2022年07月07日 | 京都・風俗博物館

平安時代好きブロガー なぎ です。

 

7月7日は 七夕 ですね!

 

七夕の起こりは

 

  1. 牽牛星[彦星」と織女星[織姫]が年に一度、天の川を渡って逢瀬を楽しむという伝説[二星会合(にせいかいごう)]
  2. 織女星に機織(はたおり)や手芸上達を願う行事[乞巧奠(きっこうてん・きこうでん)]

 

  \ 1 と 2 が合体 !!! /

 

どちらも中国由来の伝説や行事なのだそうです。

 

2022年の風俗博物館の展示では、

二星会合(にせいかいごう)と乞巧奠(きっこうてん・きこうでん)を主とした七夕の夜を、紫の上の生前の姿(幼い頃)と光源氏として具現化されており、 光源氏の前にある机の上には、梶の葉・硯・筆が置いてあります。

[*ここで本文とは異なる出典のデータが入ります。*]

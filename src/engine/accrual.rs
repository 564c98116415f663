//! Monthly leave accrual, usage and loss-of-pay.

use std::collections::BTreeMap;

use chrono::{Datelike, NaiveDate};
use rust_decimal::{Decimal, RoundingStrategy};
use rust_decimal_macros::dec;
use serde::Serialize;
use utoipa::ToSchema;

use crate::model::attendance::{AttendanceRecord, AttendanceStatus};
use crate::model::employee::{EmploymentFacts, EmploymentType};
use crate::model::leave_request::HalfActivity;

pub const INTERN_MONTHLY: Decimal = dec!(1.0);
pub const FULL_TIMER_MONTHLY: Decimal = dec!(1.5);
/// Joining after this day of the month forfeits that month's accrual.
pub const JOIN_CUTOFF_DAY: u32 = 10;
/// Hard stop for the month walk (fifty years).
pub const MAX_ACCRUAL_MONTHS: usize = 600;

#[derive(Debug, Clone, Copy, PartialEq, Eq, PartialOrd, Ord, Hash)]
pub struct YearMonth {
    pub year: i32,
    pub month: u32,
}

impl YearMonth {
    pub fn new(year: i32, month: u32) -> Self {
        YearMonth { year, month }
    }

    pub fn of(day: NaiveDate) -> Self {
        YearMonth::new(day.year(), day.month())
    }

    pub fn first_day(self) -> Option<NaiveDate> {
        NaiveDate::from_ymd_opt(self.year, self.month, 1)
    }

    pub fn next(self) -> Self {
        if self.month == 12 {
            YearMonth::new(self.year + 1, 1)
        } else {
            YearMonth::new(self.year, self.month + 1)
        }
    }
}

/// A month counts as full-timer once it starts on or after the conversion
/// date, so a conversion part-way through a month takes effect the month after.
pub fn classify(facts: &EmploymentFacts, month: YearMonth) -> EmploymentType {
    match (facts.conversion_date, month.first_day()) {
        (Some(converted), Some(start)) if start >= converted => EmploymentType::FullTimer,
        (Some(_), _) => EmploymentType::Intern,
        (None, _) => facts.base_type(),
    }
}

pub fn monthly_accrual(facts: &EmploymentFacts, month: YearMonth) -> Decimal {
    let joined = YearMonth::of(facts.joining_date);
    if month < joined {
        return Decimal::ZERO;
    }
    if month == joined && facts.joining_date.day() > JOIN_CUTOFF_DAY {
        return Decimal::ZERO;
    }
    match classify(facts, month) {
        EmploymentType::Intern => INTERN_MONTHLY,
        EmploymentType::FullTimer => FULL_TIMER_MONTHLY,
    }
}

/// Days of leave one ledger row consumes.
pub fn day_usage(record: &AttendanceRecord) -> Decimal {
    if record.first_half.is_some() || record.second_half.is_some() {
        return [record.first_half, record.second_half]
            .into_iter()
            .filter(|half| matches!(half, Some(HalfActivity::Leave | HalfActivity::Absent)))
            .map(|_| dec!(0.5))
            .sum();
    }
    match record.status {
        Some(AttendanceStatus::Leave | AttendanceStatus::Absent) => dec!(1),
        Some(AttendanceStatus::HalfDay) => dec!(0.5),
        _ => Decimal::ZERO,
    }
}

pub fn usage_by_month<'a>(
    records: impl IntoIterator<Item = &'a AttendanceRecord>,
) -> BTreeMap<YearMonth, Decimal> {
    let mut usage = BTreeMap::new();
    for record in records {
        *usage
            .entry(YearMonth::of(record.working_date))
            .or_insert(Decimal::ZERO) += day_usage(record);
    }
    usage
}

pub fn round1(value: Decimal) -> Decimal {
    value.round_dp_with_strategy(1, RoundingStrategy::MidpointAwayFromZero)
}

#[derive(Debug, Clone, PartialEq, Eq, Serialize, ToSchema)]
pub struct MonthlyBalance {
    pub year: i32,
    pub month: u32,
    pub employment_type: EmploymentType,
    #[schema(value_type = String, example = "1.5")]
    pub carry_over: Decimal,
    #[schema(value_type = String, example = "1.5")]
    pub accrual: Decimal,
    #[schema(value_type = String, example = "0.5")]
    pub used: Decimal,
    #[schema(value_type = String, example = "0")]
    pub lop: Decimal,
    #[schema(value_type = String, example = "2.5")]
    pub balance: Decimal,
}

#[derive(Debug, Clone, PartialEq, Eq, Serialize, ToSchema)]
pub struct LeaveBalance {
    pub year: i32,
    #[schema(value_type = String, example = "9")]
    pub entitlement: Decimal,
    #[schema(value_type = String, example = "2.5")]
    pub used: Decimal,
    /// Leave days still awaiting a decision.
    #[schema(value_type = String, example = "1")]
    pub pending: Decimal,
    #[schema(value_type = String, example = "0")]
    pub lop: Decimal,
    #[schema(value_type = String, example = "6.5")]
    pub balance: Decimal,
}

/// First month the walk considers.
pub fn walk_start(facts: &EmploymentFacts, baseline_year: i32) -> YearMonth {
    YearMonth::of(facts.joining_date).max(YearMonth::new(baseline_year, 1))
}

/// Walks month by month from [`walk_start`] through `target`, carrying the
/// balance for full-timers and resetting it after every intern month.
pub fn walk(
    facts: &EmploymentFacts,
    target: YearMonth,
    baseline_year: i32,
    usage: &BTreeMap<YearMonth, Decimal>,
) -> Vec<MonthlyBalance> {
    let mut months = Vec::new();
    let mut carry = Decimal::ZERO;
    let mut cursor = walk_start(facts, baseline_year);

    while cursor <= target && months.len() < MAX_ACCRUAL_MONTHS {
        let employment_type = classify(facts, cursor);
        let accrual = monthly_accrual(facts, cursor);
        let available = carry + accrual;
        let used = round1(usage.get(&cursor).copied().unwrap_or(Decimal::ZERO));
        let (balance, lop) = if used > available {
            (Decimal::ZERO, used - available)
        } else {
            (available - used, Decimal::ZERO)
        };
        months.push(MonthlyBalance {
            year: cursor.year,
            month: cursor.month,
            employment_type,
            carry_over: carry,
            accrual,
            used,
            lop,
            balance,
        });
        carry = match employment_type {
            EmploymentType::Intern => Decimal::ZERO,
            EmploymentType::FullTimer => balance,
        };
        cursor = cursor.next();
    }
    if cursor <= target {
        tracing::warn!(
            employee_id = facts.employee_id,
            "Accrual walk stopped at the month limit"
        );
    }
    months
}

/// Year-to-date totals for `year` out of a completed walk.
pub fn summarize(year: i32, months: &[MonthlyBalance], pending: Decimal) -> LeaveBalance {
    let in_year = months.iter().filter(|m| m.year == year);
    let (entitlement, used, lop) = in_year.fold(
        (Decimal::ZERO, Decimal::ZERO, Decimal::ZERO),
        |(e, u, l), m| (e + m.accrual, u + m.used, l + m.lop),
    );
    let balance = months
        .last()
        .filter(|m| m.year == year)
        .map(|m| m.balance)
        .unwrap_or(Decimal::ZERO);
    LeaveBalance {
        year,
        entitlement,
        used,
        pending,
        lop,
        balance,
    }
}

#[cfg(test)]
mod tests {
    use super::*;
    use crate::model::leave_request::LeaveId;

    fn d(s: &str) -> NaiveDate {
        NaiveDate::parse_from_str(s, "%Y-%m-%d").unwrap()
    }

    fn intern(joined: &str, converted: Option<&str>) -> EmploymentFacts {
        EmploymentFacts {
            employee_id: 1,
            employment_type: Some(EmploymentType::Intern),
            designation: None,
            joining_date: d(joined),
            conversion_date: converted.map(d),
        }
    }

    fn full_timer(joined: &str) -> EmploymentFacts {
        EmploymentFacts {
            employment_type: Some(EmploymentType::FullTimer),
            ..intern(joined, None)
        }
    }

    fn row(day: &str, first: Option<HalfActivity>, second: Option<HalfActivity>, status: Option<AttendanceStatus>) -> AttendanceRecord {
        AttendanceRecord {
            id: 1,
            employee_id: 1,
            working_date: d(day),
            total_hours: None,
            work_location: None,
            status,
            first_half: first,
            second_half: second,
            source_request_id: Some(LeaveId(9)),
            updated_at: d(day).and_hms_opt(18, 0, 0).unwrap(),
        }
    }

    fn leave_days(days: &[&str]) -> BTreeMap<YearMonth, Decimal> {
        let rows: Vec<_> = days
            .iter()
            .map(|day| row(day, Some(HalfActivity::Leave), Some(HalfActivity::Leave), None))
            .collect();
        usage_by_month(&rows)
    }

    #[test]
    fn intern_joining_early_january_accrues_one_day_a_month() {
        let facts = intern("2025-01-05", None);
        let months = walk(&facts, YearMonth::new(2025, 5), 2024, &BTreeMap::new());
        assert_eq!(months.len(), 5);
        assert!(months.iter().all(|m| m.accrual == dec!(1.0)));
    }

    #[test]
    fn conversion_before_the_tenth_switches_the_following_month() {
        let facts = intern("2025-01-05", Some("2025-06-08"));
        let months = walk(&facts, YearMonth::new(2025, 7), 2024, &BTreeMap::new());
        let june = &months[5];
        let july = &months[6];
        assert_eq!((june.month, june.accrual), (6, dec!(1.0)));
        assert_eq!(june.employment_type, EmploymentType::Intern);
        assert_eq!((july.month, july.accrual), (7, dec!(1.5)));
        assert_eq!(july.employment_type, EmploymentType::FullTimer);
    }

    #[test]
    fn conversion_on_the_first_counts_that_month() {
        let facts = intern("2025-01-05", Some("2025-06-01"));
        assert_eq!(monthly_accrual(&facts, YearMonth::new(2025, 6)), dec!(1.5));
        let late = intern("2025-01-05", Some("2025-06-20"));
        assert_eq!(monthly_accrual(&late, YearMonth::new(2025, 6)), dec!(1.0));
    }

    #[test]
    fn joining_after_the_tenth_forfeits_the_first_month() {
        let facts = full_timer("2025-03-11");
        assert_eq!(monthly_accrual(&facts, YearMonth::new(2025, 3)), Decimal::ZERO);
        assert_eq!(monthly_accrual(&facts, YearMonth::new(2025, 4)), dec!(1.5));
        assert_eq!(monthly_accrual(&facts, YearMonth::new(2025, 2)), Decimal::ZERO);
        let on_tenth = full_timer("2025-03-10");
        assert_eq!(monthly_accrual(&on_tenth, YearMonth::new(2025, 3)), dec!(1.5));
    }

    #[test]
    fn intern_balance_resets_every_month() {
        let facts = intern("2025-01-05", None);
        let months = walk(&facts, YearMonth::new(2025, 4), 2024, &BTreeMap::new());
        for m in &months {
            assert_eq!(m.carry_over, Decimal::ZERO);
            assert_eq!(m.balance, dec!(1.0));
        }
    }

    #[test]
    fn full_timer_balance_carries_forward() {
        let facts = full_timer("2025-01-05");
        let usage = leave_days(&["2025-02-10"]);
        let months = walk(&facts, YearMonth::new(2025, 3), 2024, &usage);
        assert_eq!(months[0].balance, dec!(1.5));
        assert_eq!(months[1].carry_over, dec!(1.5));
        assert_eq!(months[1].used, dec!(1));
        assert_eq!(months[1].balance, dec!(2.0));
        assert_eq!(months[2].carry_over, dec!(2.0));
        assert_eq!(months[2].balance, dec!(3.5));
    }

    #[test]
    fn overuse_becomes_loss_of_pay_and_clamps() {
        let facts = intern("2025-01-05", None);
        let usage = leave_days(&["2025-02-03", "2025-02-04", "2025-02-05"]);
        let months = walk(&facts, YearMonth::new(2025, 3), 2024, &usage);
        let feb = &months[1];
        assert_eq!(feb.used, dec!(3));
        assert_eq!(feb.lop, dec!(2.0));
        assert_eq!(feb.balance, Decimal::ZERO);
        assert_eq!(months[2].carry_over, Decimal::ZERO);
    }

    #[test]
    fn usage_counts_halves_and_falls_back_to_status() {
        assert_eq!(
            day_usage(&row("2025-06-10", Some(HalfActivity::Leave), Some(HalfActivity::Office), None)),
            dec!(0.5)
        );
        assert_eq!(
            day_usage(&row("2025-06-10", Some(HalfActivity::Absent), Some(HalfActivity::Leave), None)),
            dec!(1.0)
        );
        assert_eq!(
            day_usage(&row("2025-06-10", None, None, Some(AttendanceStatus::Leave))),
            dec!(1)
        );
        assert_eq!(
            day_usage(&row("2025-06-10", None, None, Some(AttendanceStatus::HalfDay))),
            dec!(0.5)
        );
        assert_eq!(
            day_usage(&row("2025-06-10", None, None, Some(AttendanceStatus::FullDay))),
            Decimal::ZERO
        );
    }

    #[test]
    fn walk_starts_at_the_baseline_year() {
        let facts = full_timer("2019-04-01");
        let months = walk(&facts, YearMonth::new(2024, 2), 2024, &BTreeMap::new());
        assert_eq!(months.len(), 2);
        assert_eq!((months[0].year, months[0].month), (2024, 1));
    }

    #[test]
    fn year_summary_only_counts_the_target_year() {
        let facts = full_timer("2024-11-01");
        let usage = leave_days(&["2024-12-02", "2025-01-06"]);
        let months = walk(&facts, YearMonth::new(2025, 2), 2024, &usage);
        let summary = summarize(2025, &months, dec!(0.5));
        assert_eq!(summary.entitlement, dec!(3.0));
        assert_eq!(summary.used, dec!(1));
        assert_eq!(summary.pending, dec!(0.5));
        // Nov 1.5, Dec 1.5 - 1, Jan +1.5 - 1, Feb +1.5
        assert_eq!(summary.balance, dec!(4.0));
    }
}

具現化された紫の上と光源氏のポーズや配置は、『扇面古写経絵』のうちのひとつをモデルにされているのだそう。

扇面古写経絵(模本)[東京国立博物館 画像検索より]

 

机の上にある梶(かじ)の葉と硯と筆。

梶の葉に和歌を書きます。

 

レジュメより

 ❝梶は古来より神に捧げる神聖な木とされていました。梶の葉は天の川を渡る船の舵(かじ)になぞらえ乞巧奠には欠かせない植物とされました。七夕では梶の葉に和歌をしたためて祭壇に供え、詩歌や手芸の上達を祈ったといいます。その名残は現在、短冊に願い事を書くという形で受け継がれています

 

 

梶の葉は、カジノキ(梶の木)の葉のこと。

クワ科の落葉高木でコウゾ(楮)の仲間。

大きな葉で表面はざらつき、裏面には毛が密生しているのだとか。

そのため墨の乗りが良いようです。

 

 

祭壇には、糸や針、蓮の香花、琴(筝または和琴、琵琶)、

茄子、桃、大豆、干鯛

酒盃

熟瓜、梨、大角豆(ささげ)、薄鮑 などが供えられました。

 

 

『源氏物語』「幻」では、

紫の上を亡くした光源氏が過ごす七月七日にも触れられています。

光源氏は管弦の遊びなどもせず、何もせずに一日中物思いに耽って過ごし、牽牛星[彦星]や織女星[織姫]の逢瀬を見る人もいません…。

 

在りし日の幼い紫の上

哀しいですね…。

 

 

(*´ω`)oO(お気づきだろうか。光源氏が座っている畳の縁(へり)と紫の上が座っている畳の縁とでは違っていることを…。光源氏の畳は繧繝縁。紫の上の畳は高麗縁。こういう細かいところにも身分の差を表して展示されるのですね。)

 

 

この記事の掲載写真は風俗博物館の展示[2022年 5月撮影] の様子です。

 

  五節句のルーツをたどる・平安時代の年中行事

   七月七日 七夕の節句  ~七夕のルーツ・乞巧奠~(『源氏物語』「幻」より) 

   ~平安女性の務め 装束の誂え・裁縫~

 


 風俗博物館

  https://www.iz2.or.jp/

  京都市下京区堀川通新花屋町下る(井筒左女牛ビル5階)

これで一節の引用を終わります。